Discussion in 'Economics' started by Covertibility, Nov 3, 2011.


  1. In the middle ages most scientists thought the earth was flat.

    I think that's a good analogy for the study of economics today.

    In order for the economy to grow they should....

    To bring down unemployment they should...

    Yadayada yada.

    Whatever... get a real job...

    :D
     
    #21     Nov 3, 2011
  2. When you can't win an argument... drag out the middle ages....

    You win. carry on.

     
    #22     Nov 3, 2011
  3. It's just not a science.

    Thats all.

    Good day sir.
     
    #23     Nov 3, 2011
  4. jem

    jem

    seems like a wise ass remark for someone like you who got their astrology degree online.
     
    #24     Nov 3, 2011
  5. morganist

    morganist Guest

    No. I studied it to a high level. Also crisis theory also relates to the short term issues raised in capitalism, when they artificially create problems with the business cycle.

    I think this provided a good cross over Marxism/Austrian.
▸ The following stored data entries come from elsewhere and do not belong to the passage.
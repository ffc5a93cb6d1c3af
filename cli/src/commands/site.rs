//! `dock site` — project listing, one-shot exec and the interactive shell.

use std::process::ExitCode;

use colored::Colorize;
use dialoguer::{Input, Select};
use tokio::io::{AsyncBufReadExt, BufReader};

use crate::errors::CliError;
use crate::http::client::HttpClient;
use crate::http::projects::Project;
use crate::storage::credentials::require_token;
use crate::storage::settings::ApiSettings;

/// `dock site list`
pub async fn list(settings: &ApiSettings) -> Result<ExitCode, CliError> {
    let creds = require_token().await?;
    let api = HttpClient::new(&settings.api_url)?;

    let projects = match api.list_projects(&creds.token).await {
        Ok(projects) => projects,
        Err(e) if e.api_status() == Some(401) => {
            println!("{}", "Session expired. Run `dock login` again.".red());
            return Ok(ExitCode::FAILURE);
        }
        Err(e) => return Err(e),
    };

    if projects.is_empty() {
        println!("{}", "No projects found.".yellow());
        return Ok(ExitCode::SUCCESS);
    }

    println!("{}", "\n  Your Projects\n".bold());
    println!("{}", format!("  {}", "─".repeat(70)).dimmed());
    for p in &projects {
        let status = if p.status == "running" {
            p.status.green()
        } else {
            p.status.red()
        };
        let sep = "|".dimmed();
        println!(
            "  {}  {}  {}  {}  {}  {}  {}",
            p.name.bold(),
            sep,
            p.project_type.cyan(),
            sep,
            status,
            sep,
            p.domain().blue(),
        );
    }
    println!("{}", format!("  {}", "─".repeat(70)).dimmed());
    println!(
        "{}",
        format!("\n  {} project(s) total\n", projects.len()).dimmed()
    );

    Ok(ExitCode::SUCCESS)
}

/// `dock site exec [name] [command]`
pub async fn exec(
    settings: &ApiSettings,
    name: Option<String>,
    command: Option<String>,
) -> Result<ExitCode, CliError> {
    let creds = require_token().await?;
    let api = HttpClient::new(&settings.api_url)?;

    let Some(project) = select_project(&api, &creds.token, name).await? else {
        return Ok(ExitCode::SUCCESS);
    };

    let command = match command {
        Some(command) => command,
        None => Input::new()
            .with_prompt("Enter command to execute")
            .validate_with(|input: &String| {
                if input.trim().is_empty() {
                    Err("Command cannot be empty.")
                } else {
                    Ok(())
                }
            })
            .interact_text()?,
    };

    run_in_project(&api, &creds.token, &project.id, &command).await;
    Ok(ExitCode::SUCCESS)
}

/// `dock site shell [name]` — line-oriented remote shell.
pub async fn shell(settings: &ApiSettings, name: Option<String>) -> Result<ExitCode, CliError> {
    let creds = require_token().await?;
    let api = HttpClient::new(&settings.api_url)?;

    let Some(project) = select_project(&api, &creds.token, name).await? else {
        return Ok(ExitCode::SUCCESS);
    };

    println!(
        "{}",
        format!(
            "\n  Connected to {} ({})",
            project.name.cyan(),
            project.project_type
        )
        .bold()
    );
    if let Some(subdomain) = &project.subdomain {
        println!("{}", format!("  URL: {}", subdomain).dimmed());
    }
    println!(
        "{}",
        "  Type your commands below. Use \"exit\" or Ctrl+C to quit.\n".dimmed()
    );

    let prompt = shell_prompt(&project);
    let mut lines = BufReader::new(tokio::io::stdin()).lines();

    loop {
        print!("{}", prompt);
        use std::io::Write;
        std::io::stdout().flush()?;

        let Some(line) = lines.next_line().await? else {
            break;
        };
        let input = line.trim();

        if input.is_empty() {
            continue;
        }
        match input.to_lowercase().as_str() {
            "exit" | "quit" => {
                println!("{}", "  Disconnected.".dimmed());
                break;
            }
            "help" | "?" => {
                print_shell_help();
                continue;
            }
            "clear" => {
                print!("\x1B[2J\x1B[H");
                continue;
            }
            _ => {}
        }

        run_in_project(&api, &creds.token, &project.id, input).await;
    }

    Ok(ExitCode::SUCCESS)
}

/// Resolve a project by name/id, or prompt interactively.
async fn select_project(
    api: &HttpClient,
    token: &str,
    name: Option<String>,
) -> Result<Option<Project>, CliError> {
    let projects = api.list_projects(token).await?;
    if projects.is_empty() {
        println!(
            "{}",
            "No projects found. Create one from the dashboard first.".yellow()
        );
        return Ok(None);
    }

    if let Some(name) = name {
        let matched = projects.iter().find(|p| {
            p.name == name || p.id == name || p.name.to_lowercase() == name.to_lowercase()
        });
        return match matched {
            Some(project) => Ok(Some(project.clone())),
            None => {
                println!("{}", format!("Project \"{}\" not found.", name).red());
                let available: Vec<&str> = projects.iter().map(|p| p.name.as_str()).collect();
                println!(
                    "{}",
                    format!("Available: {}", available.join(", ")).dimmed()
                );
                Ok(None)
            }
        };
    }

    let labels: Vec<String> = projects
        .iter()
        .map(|p| {
            format!(
                "{} ({}) - {}",
                p.name,
                p.project_type,
                if p.status == "running" {
                    p.status.green()
                } else {
                    p.status.red()
                }
            )
        })
        .collect();
    let index = Select::new()
        .with_prompt("Select a project")
        .items(&labels)
        .default(0)
        .interact()?;
    Ok(Some(projects[index].clone()))
}

/// Execute one command remotely and print its output.
async fn run_in_project(api: &HttpClient, token: &str, project_id: &str, command: &str) {
    match api.exec_in_project(token, project_id, command).await {
        Ok(result) => {
            if !result.output.is_empty() {
                print!("{}", result.output);
                if !result.output.ends_with('\n') {
                    println!();
                }
            }
            if result.exit_code != 0 {
                println!(
                    "{}",
                    format!("  Exit code: {}", result.exit_code).yellow()
                );
            }
        }
        Err(e) => {
            println!("{}", format!("  Error: {}", e).red());
        }
    }
}

fn shell_prompt(project: &Project) -> String {
    let name = &project.name;
    match project.project_type.as_str() {
        "laravel" => format!("{}:laravel$ ", name).magenta().to_string(),
        "php" => format!("{}:php$ ", name).magenta().to_string(),
        "node" | "nodejs" => format!("{}:node$ ", name).green().to_string(),
        "python" => format!("{}:python$ ", name).yellow().to_string(),
        "go" => format!("{}:go$ ", name).cyan().to_string(),
        "html" | "static" => format!("{}:static$ ", name).white().to_string(),
        "spring-boot" | "java" => format!("{}:java$ ", name).red().to_string(),
        _ => format!("{}$ ", name).white().to_string(),
    }
}

fn print_shell_help() {
    println!("{}", "\n  Dock Site Shell Commands:\n".bold());
    println!("  exit, quit         Exit the shell");
    println!("  help, ?            Show this help");
    println!("  clear              Clear the screen");
    println!();
    println!("{}", "  Common commands:".dimmed());
    println!("{}", "    ls -la             List files".dimmed());
    println!("{}", "    cat <file>         View file contents".dimmed());
    println!("{}", "    env                Show environment variables".dimmed());
    println!();
}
The only thing they would agree on.
     
    #25     Nov 3, 2011
  6. joneog

    joneog

    So price floors don't cause surpluses? Let's just set the minimum wage for unskilled labor at $1k/hr, a first step towards immanentizing the eschaton.

    I guess I should have walked out of econ 101 as well.
     
    #26     Nov 3, 2011
  7. min wage of 1k/hr would create problems and eventually everything would be just the same as it is now, but for a brief while, the little guy would make out very well. What other ideas do economists come up with that benefit the poor with such immediacy?

    Borrowing money and giving it to the poor might trickle up and increase economic growth, but it would not be sustainable. What other ideas do people come up with that are sustainable?

    My point is, we have one idea that would definitely help the poor and might help the economy. It's not even debatable. Everything else is just a theory that may or may not work and all of them will supposedly help the poor someday maybe.

    So the students point may be, Econ 101 is not about helping the poor, and it should be.
     
    #27     Nov 3, 2011
  8. Having seen, up close, what "helping the poor" leads to, I am not impressed.

    Seems to me like Western civilization was in a definite uptrend from Greco-Roman times until "helping the poor" became an obsession among a certain class of pseudo-intellectuals. Since then, in Elliott Wave terms, the West is definitely in a "wave 2" down.
     
    #28     Nov 3, 2011
  9. dtan1e

    dtan1e

    helping 1 bank cost more than helping 1 million poor
     
    #29     Nov 3, 2011
  10. So? Helping neither of them costs nothing.

    Best thing my parents ever taught me was that the world doesn't owe me anything. If it doesn't owe me anything, I have a hard time thinking it owes anyone else anything, either.